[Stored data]
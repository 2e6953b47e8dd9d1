//! # Mapeamento de Tipos de Entidade
//!
//! Normaliza o tipo bruto de uma entidade (ex: `"person"` vindo do XML, ou
//! `"GPE"` vindo de um tagger) para o rótulo canônico usado nas tags BIO
//! (ex: `"PER"`, `"LOC"`).
//!
//! Um tipo ausente da tabela passa inalterado: tipos novos ou não previstos
//! aparecem na saída como vieram, sem interromper a conversão.

use std::collections::HashMap;

/// Tabela tipo bruto → rótulo canônico.
pub type TypeMapping = HashMap<String, String>;

/// Função pura de mapeamento sobre uma tabela fixa.
#[derive(Debug, Clone, Default)]
pub struct TokenMapper {
    table: TypeMapping,
}

impl TokenMapper {
    pub fn new(table: TypeMapping) -> Self {
        Self { table }
    }

    /// Rótulo canônico de `raw_type`, ou o próprio `raw_type` se não mapeado.
    pub fn map<'a>(&'a self, raw_type: &'a str) -> &'a str {
        self.table
            .get(raw_type)
            .map(String::as_str)
            .unwrap_or(raw_type)
    }

    pub fn len(&self) -> usize {
        self.table.len()
    }

    pub fn is_empty(&self) -> bool {
        self.table.is_empty()
    }
}

impl From<TypeMapping> for TokenMapper {
    fn from(table: TypeMapping) -> Self {
        Self::new(table)
    }
}

impl<K: Into<String>, V: Into<String>> FromIterator<(K, V)> for TokenMapper {
    fn from_iter<I: IntoIterator<Item = (K, V)>>(iter: I) -> Self {
        Self::new(iter.into_iter().map(|(k, v)| (k.into(), v.into())).collect())
    }
}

- Prompt:
For the word "table", find all matching lines in the entries above and copy them out.

- Your response:
    table: TypeMapping,
    pub fn new(table: TypeMapping) -> Self {
        Self { table }
        self.table
        self.table.len()
        self.table.is_empty()
    fn from(table: TypeMapping) -> Self {
        Self::new(table)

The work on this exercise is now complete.